------ RECORDS TO PROCESS ------

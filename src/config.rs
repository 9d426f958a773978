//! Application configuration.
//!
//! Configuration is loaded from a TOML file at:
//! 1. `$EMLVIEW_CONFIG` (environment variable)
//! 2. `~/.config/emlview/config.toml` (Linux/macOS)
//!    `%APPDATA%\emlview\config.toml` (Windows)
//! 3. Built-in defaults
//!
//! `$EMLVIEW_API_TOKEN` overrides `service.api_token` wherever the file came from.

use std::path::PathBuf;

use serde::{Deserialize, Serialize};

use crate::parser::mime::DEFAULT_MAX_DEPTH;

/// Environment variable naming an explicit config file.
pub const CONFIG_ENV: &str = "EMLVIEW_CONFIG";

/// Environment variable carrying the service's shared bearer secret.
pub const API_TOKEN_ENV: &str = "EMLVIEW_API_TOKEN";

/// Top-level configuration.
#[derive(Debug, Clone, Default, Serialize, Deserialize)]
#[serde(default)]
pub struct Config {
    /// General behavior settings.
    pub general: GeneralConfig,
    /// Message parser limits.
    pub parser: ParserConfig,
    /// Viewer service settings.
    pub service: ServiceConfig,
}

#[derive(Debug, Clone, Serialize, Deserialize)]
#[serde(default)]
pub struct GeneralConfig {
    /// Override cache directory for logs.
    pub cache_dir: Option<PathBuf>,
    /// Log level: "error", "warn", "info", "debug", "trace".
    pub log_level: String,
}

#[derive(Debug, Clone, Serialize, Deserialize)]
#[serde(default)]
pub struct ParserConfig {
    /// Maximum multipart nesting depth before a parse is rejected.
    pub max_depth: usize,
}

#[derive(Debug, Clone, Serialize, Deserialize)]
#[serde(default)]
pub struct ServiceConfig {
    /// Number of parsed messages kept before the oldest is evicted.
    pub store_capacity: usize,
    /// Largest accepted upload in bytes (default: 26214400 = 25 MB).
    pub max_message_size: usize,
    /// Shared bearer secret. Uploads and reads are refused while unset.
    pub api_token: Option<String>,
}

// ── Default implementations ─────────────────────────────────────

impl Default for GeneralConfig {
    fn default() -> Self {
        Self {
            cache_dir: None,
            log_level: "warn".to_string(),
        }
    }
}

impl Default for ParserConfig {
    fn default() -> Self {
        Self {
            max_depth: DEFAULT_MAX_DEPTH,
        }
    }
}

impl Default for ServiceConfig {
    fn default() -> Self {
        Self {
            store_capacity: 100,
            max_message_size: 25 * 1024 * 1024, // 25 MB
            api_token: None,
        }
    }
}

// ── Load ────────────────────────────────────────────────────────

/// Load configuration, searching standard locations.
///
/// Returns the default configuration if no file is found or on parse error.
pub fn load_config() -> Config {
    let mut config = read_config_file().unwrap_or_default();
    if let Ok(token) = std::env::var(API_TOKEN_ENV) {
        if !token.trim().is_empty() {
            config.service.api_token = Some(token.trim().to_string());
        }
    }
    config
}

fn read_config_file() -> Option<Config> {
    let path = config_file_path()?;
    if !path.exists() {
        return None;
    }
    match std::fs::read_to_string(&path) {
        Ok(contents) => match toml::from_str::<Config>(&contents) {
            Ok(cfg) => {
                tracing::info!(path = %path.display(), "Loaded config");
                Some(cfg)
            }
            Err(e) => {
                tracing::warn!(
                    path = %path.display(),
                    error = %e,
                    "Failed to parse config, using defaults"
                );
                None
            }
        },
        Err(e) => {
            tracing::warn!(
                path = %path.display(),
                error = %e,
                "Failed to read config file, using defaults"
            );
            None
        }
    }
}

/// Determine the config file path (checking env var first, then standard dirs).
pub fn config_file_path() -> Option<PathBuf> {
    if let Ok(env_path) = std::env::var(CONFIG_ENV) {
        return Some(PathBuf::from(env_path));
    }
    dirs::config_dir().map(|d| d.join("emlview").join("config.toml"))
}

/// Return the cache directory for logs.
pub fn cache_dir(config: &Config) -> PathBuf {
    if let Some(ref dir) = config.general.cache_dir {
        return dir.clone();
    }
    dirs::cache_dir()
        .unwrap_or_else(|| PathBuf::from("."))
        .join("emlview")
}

------
------ RECORDS TO PROCESS ------

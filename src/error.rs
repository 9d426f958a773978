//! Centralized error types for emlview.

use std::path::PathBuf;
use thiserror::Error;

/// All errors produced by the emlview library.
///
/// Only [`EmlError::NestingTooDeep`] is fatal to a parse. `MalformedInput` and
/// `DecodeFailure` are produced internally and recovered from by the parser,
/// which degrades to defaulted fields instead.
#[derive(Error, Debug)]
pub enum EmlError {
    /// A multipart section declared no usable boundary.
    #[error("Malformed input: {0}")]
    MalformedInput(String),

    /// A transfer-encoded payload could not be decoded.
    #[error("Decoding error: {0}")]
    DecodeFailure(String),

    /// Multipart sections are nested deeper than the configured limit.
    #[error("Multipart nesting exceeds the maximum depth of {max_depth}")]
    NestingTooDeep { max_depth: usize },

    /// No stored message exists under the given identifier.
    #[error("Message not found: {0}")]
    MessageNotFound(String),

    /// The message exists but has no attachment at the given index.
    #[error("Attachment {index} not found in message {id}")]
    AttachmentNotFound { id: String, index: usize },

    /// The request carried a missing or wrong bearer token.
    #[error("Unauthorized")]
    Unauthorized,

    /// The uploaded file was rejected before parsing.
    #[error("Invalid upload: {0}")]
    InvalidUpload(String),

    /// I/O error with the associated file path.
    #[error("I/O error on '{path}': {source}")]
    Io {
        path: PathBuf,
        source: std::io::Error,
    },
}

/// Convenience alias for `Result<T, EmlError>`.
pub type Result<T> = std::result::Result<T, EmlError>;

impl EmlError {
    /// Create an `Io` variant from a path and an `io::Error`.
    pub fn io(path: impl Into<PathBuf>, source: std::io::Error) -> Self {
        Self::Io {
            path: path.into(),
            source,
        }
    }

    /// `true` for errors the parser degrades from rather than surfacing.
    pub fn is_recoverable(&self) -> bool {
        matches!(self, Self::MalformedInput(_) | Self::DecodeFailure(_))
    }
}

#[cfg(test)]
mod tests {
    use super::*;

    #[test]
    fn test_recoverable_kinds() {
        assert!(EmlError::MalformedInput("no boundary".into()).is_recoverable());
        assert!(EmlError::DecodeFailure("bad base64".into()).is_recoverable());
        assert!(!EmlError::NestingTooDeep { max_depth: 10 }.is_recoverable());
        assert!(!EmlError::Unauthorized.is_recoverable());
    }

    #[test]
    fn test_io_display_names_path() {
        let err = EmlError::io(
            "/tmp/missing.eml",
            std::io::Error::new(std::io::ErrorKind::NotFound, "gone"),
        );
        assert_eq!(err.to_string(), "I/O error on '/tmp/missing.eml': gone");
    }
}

------
------ RECORDS TO PROCESS ------

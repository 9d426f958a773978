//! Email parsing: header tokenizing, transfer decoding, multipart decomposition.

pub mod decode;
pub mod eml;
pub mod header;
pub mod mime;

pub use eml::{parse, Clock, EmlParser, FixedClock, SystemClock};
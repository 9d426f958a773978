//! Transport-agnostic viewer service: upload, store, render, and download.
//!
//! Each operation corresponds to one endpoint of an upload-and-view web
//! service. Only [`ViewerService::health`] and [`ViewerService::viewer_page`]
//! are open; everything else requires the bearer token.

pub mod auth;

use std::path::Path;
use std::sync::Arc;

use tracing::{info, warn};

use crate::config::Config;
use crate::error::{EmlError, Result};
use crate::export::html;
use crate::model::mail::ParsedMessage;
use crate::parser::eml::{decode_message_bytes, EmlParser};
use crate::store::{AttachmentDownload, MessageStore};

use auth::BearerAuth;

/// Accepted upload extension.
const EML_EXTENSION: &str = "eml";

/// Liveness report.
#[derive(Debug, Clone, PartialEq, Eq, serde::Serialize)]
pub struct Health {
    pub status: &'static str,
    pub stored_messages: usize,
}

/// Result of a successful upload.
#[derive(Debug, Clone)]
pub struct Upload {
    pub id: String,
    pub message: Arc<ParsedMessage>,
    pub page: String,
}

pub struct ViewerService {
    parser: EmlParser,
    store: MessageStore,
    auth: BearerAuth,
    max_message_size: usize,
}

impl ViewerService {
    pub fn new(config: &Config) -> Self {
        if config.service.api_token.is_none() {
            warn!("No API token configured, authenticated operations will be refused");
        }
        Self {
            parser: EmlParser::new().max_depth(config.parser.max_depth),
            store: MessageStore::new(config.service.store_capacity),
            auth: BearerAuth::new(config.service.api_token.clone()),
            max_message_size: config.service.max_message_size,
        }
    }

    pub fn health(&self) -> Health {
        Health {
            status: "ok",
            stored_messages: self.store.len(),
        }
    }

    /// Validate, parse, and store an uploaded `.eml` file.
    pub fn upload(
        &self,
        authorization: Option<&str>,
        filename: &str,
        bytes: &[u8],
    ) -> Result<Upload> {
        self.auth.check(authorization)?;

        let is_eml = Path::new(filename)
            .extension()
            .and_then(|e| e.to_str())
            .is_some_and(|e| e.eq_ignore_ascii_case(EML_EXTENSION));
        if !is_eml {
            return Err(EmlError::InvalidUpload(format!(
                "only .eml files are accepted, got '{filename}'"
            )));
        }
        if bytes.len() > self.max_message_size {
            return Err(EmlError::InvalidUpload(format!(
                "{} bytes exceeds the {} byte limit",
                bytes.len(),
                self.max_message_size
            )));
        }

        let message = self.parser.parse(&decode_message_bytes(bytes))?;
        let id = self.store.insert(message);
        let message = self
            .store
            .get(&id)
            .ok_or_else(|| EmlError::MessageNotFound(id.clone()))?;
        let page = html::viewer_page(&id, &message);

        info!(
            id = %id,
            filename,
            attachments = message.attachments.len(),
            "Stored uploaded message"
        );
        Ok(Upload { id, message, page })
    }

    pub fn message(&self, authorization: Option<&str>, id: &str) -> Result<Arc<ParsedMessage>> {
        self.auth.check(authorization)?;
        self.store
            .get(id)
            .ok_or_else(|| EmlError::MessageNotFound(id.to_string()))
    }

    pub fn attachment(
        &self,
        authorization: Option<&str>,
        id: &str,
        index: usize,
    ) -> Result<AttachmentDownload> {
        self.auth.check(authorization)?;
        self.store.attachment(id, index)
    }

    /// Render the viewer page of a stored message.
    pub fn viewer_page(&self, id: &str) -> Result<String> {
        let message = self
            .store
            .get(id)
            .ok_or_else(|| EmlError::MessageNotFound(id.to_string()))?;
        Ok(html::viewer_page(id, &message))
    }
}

------

In the entries above, identify every line with the word "directory". Copy those lines.

    /// Override cache directory for logs.
/// Return the cache directory for logs.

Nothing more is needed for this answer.